Saturday, May 14, 2011

That Most Needful Thing (John 3) Part 5 of 5

3:18-19 He that believeth on him is not condemned: but he that believeth not is condemned already, because he hath not believed in the name of the only begotten Son of God. And this is the condemnation, that light is come into the world, and men loved darkness rather than light, because their deeds were evil.

The Lord has reached a point in His sermon to Nicodemus in which He reveals the reason why men would reject Him and the salvation He offers. As Jesus Himself put it: “this is the condemnation.” What might that be? That light (God’s truth, Jesus Christ come in the flesh; John 1:9) has come into the world. But men loved religious invention rather than God’s truth; men loved Satan’s lie over Christ because Satan’s lie promised self-improvement. God’s truth brings first and foremost conviction and condemnation. We are in darkness because we have received and hold as truth that man is a good creature with character flaws; instead of a sinful creature that dimly reflects the image in which he was originally cast. God needs to bring a man to his knees before He can elevate him to any useful position in the kingdom. Christ came presenting the gospel of salvation, but men were more interested in perfecting their own views on God to be interested in what God said about Himself. God’s light reveals sore truth in every life that it shines upon.
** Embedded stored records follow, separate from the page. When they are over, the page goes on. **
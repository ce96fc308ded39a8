//! Payload Encryption
//!
//! Symmetric encryption of one UTF-8 string under one password:
//! - PBKDF2-HMAC-SHA1 (2000 iterations) derives a 256-bit key from the password
//! - AES-256-CBC with PKCS7 padding encrypts the plaintext bytes
//! - A fresh 32-byte salt and 16-byte IV are drawn for every call
//!
//! The ciphertext is laid out as `hex(iv) || base64(aes_ciphertext)`, the salt
//! as `hex(salt)`. Parameters are fixed by the QR code wire format, which
//! favours small payloads over KDF hardness.

use aes::cipher::{block_padding::Pkcs7, BlockDecryptMut, BlockEncryptMut, KeyIvInit};
use base64::{engine::general_purpose::STANDARD as BASE64, Engine as _};
use hmac::Hmac;
use rand::{rngs::OsRng, RngCore};
use sha1::Sha1;
use zeroize::Zeroizing;

use super::payload::EncryptedPayload;
use crate::error::{QrError, QrResult};

type Aes256CbcEnc = cbc::Encryptor<aes::Aes256>;
type Aes256CbcDec = cbc::Decryptor<aes::Aes256>;

/// Key derivation parameters
#[derive(Debug, Clone, Copy, PartialEq, Eq, serde::Serialize, serde::Deserialize)]
pub struct KdfParams {
    /// PBKDF2 iterations
    pub iterations: u32,
    /// Derived key length in bytes
    pub key_len: usize,
}

impl Default for KdfParams {
    fn default() -> Self {
        Self {
            iterations: 2000,
            key_len: 32,
        }
    }
}

/// Random material sizes
#[derive(Debug, Clone, Copy, PartialEq, Eq, serde::Serialize, serde::Deserialize)]
pub struct CipherParams {
    /// Salt length in bytes
    pub salt_len: usize,
    /// IV length in bytes (AES block size)
    pub iv_len: usize,
}

impl CipherParams {
    /// Length of the hex encoded IV prefix of a ciphertext
    pub fn iv_hex_len(&self) -> usize {
        self.iv_len * 2
    }
}

impl Default for CipherParams {
    fn default() -> Self {
        Self {
            salt_len: 32,
            iv_len: 16,
        }
    }
}

/// Password based encryption of QR code secrets
#[derive(Debug, Clone, Copy, Default)]
pub struct EncryptionService {
    kdf: KdfParams,
    cipher: CipherParams,
}

impl EncryptionService {
    /// Service with the wire compatible parameters
    pub fn new() -> Self {
        Self::default()
    }

    pub fn kdf_params(&self) -> KdfParams {
        self.kdf
    }

    pub fn cipher_params(&self) -> CipherParams {
        self.cipher
    }

    /// Encrypt `data` with `password`
    pub fn encrypt(data: &str, password: &str) -> QrResult<EncryptedPayload> {
        Self::new().encrypt_with(data, password)
    }

    /// Decrypt a payload with `password`
    pub fn decrypt(payload: &EncryptedPayload, password: &str) -> QrResult<String> {
        Self::new().decrypt_with(payload, password)
    }

    /// Parse a `{ciphertext, salt}` JSON document and decrypt it
    pub fn decrypt_json(json: &str, password: &str) -> QrResult<String> {
        let payload = EncryptedPayload::from_json(json)?;
        Self::decrypt(&payload, password)
    }

    pub fn encrypt_with(&self, data: &str, password: &str) -> QrResult<EncryptedPayload> {
        let mut salt = vec![0u8; self.cipher.salt_len];
        OsRng.fill_bytes(&mut salt);

        let mut iv = vec![0u8; self.cipher.iv_len];
        OsRng.fill_bytes(&mut iv);

        let key = self.derive_key(password, &salt)?;

        let cipher = Aes256CbcEnc::new_from_slices(&key, &iv)
            .map_err(|_| QrError::Encryption("invalid key or IV length"))?;
        let encrypted = cipher.encrypt_padded_vec_mut::<Pkcs7>(data.as_bytes());

        let ciphertext = format!("{}{}", hex::encode(&iv), BASE64.encode(encrypted));
        Ok(EncryptedPayload::new(ciphertext, hex::encode(&salt)))
    }

    pub fn decrypt_with(&self, payload: &EncryptedPayload, password: &str) -> QrResult<String> {
        let salt = hex::decode(&payload.salt)?;

        let split = self.cipher.iv_hex_len();
        let (iv_hex, body) = match (payload.ciphertext.get(..split), payload.ciphertext.get(split..)) {
            (Some(iv), Some(body)) if !body.is_empty() => (iv, body),
            _ => return Err(QrError::Decryption("ciphertext too short")),
        };
        let iv = hex::decode(iv_hex)?;
        let encrypted = BASE64.decode(body)?;

        let key = self.derive_key(password, &salt)?;

        let cipher = Aes256CbcDec::new_from_slices(&key, &iv)
            .map_err(|_| QrError::Decryption("invalid key or IV length"))?;
        let decrypted = Zeroizing::new(
            cipher
                .decrypt_padded_vec_mut::<Pkcs7>(&encrypted)
                .map_err(|_| QrError::Decryption("incorrect password or corrupted data"))?,
        );

        std::str::from_utf8(&decrypted)
            .map(str::to_owned)
            .map_err(|_| QrError::Decryption("plaintext is not valid UTF-8"))
    }

    /// Derive the AES key from a password using PBKDF2-HMAC-SHA1
    fn derive_key(&self, password: &str, salt: &[u8]) -> QrResult<Zeroizing<Vec<u8>>> {
        let mut key = Zeroizing::new(vec![0u8; self.kdf.key_len]);
        pbkdf2::pbkdf2::<Hmac<Sha1>>(password.as_bytes(), salt, self.kdf.iterations, &mut key)
            .map_err(|_| QrError::Encryption("key derivation failed"))?;
        Ok(key)
    }
}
God’s searching light first reveals our base nature: we are sinners separated from God by the impassible gulf caused by our sins. Men will flock to religion (or therapy, or medication) because it salvages self-esteem and dignity (a more civil word for pride). Roman Catholicism, Islam, Buddhism; all teach perfection by effort on our part and eventual approval by a God who is merely a spectator in man’s affairs…if that religion even admits such a God’s existence. Religion has the shoe on the wrong foot. We are not good people that have gone astray; we are evil people who are perverted inwardly. Christ said that evil comes from the heart of men, Matthew 15:18-19. James wrote that outward expressions of evil (war and murder) erupt because of our inward perverted nature, James 4:1-2. We are also enticed not by outward influence, but inward desire, James 1:14. I’m not saying the exterior stimuli does not entice; what I am saying is that if man did not have a predilection toward the sort of stimuli that snares him (drugs, alcohol, sex) then no amount of outside enticement could provoke us to do what we know is immoral, harmful or wrong. It starts within; with a soul that is marred by sin and drawn to sin. Our natural state is fertile ground for sin to grow, and the outside temptations are only fertilizer that spawns it more quickly. When I sin no one is holding a gun to my head. My fleshly desire is aroused for whatever sin catches my fancy. James is stating a universal truth we all know deep down: sin begins in us and the sins we commit are outward expressions of a perverted nature.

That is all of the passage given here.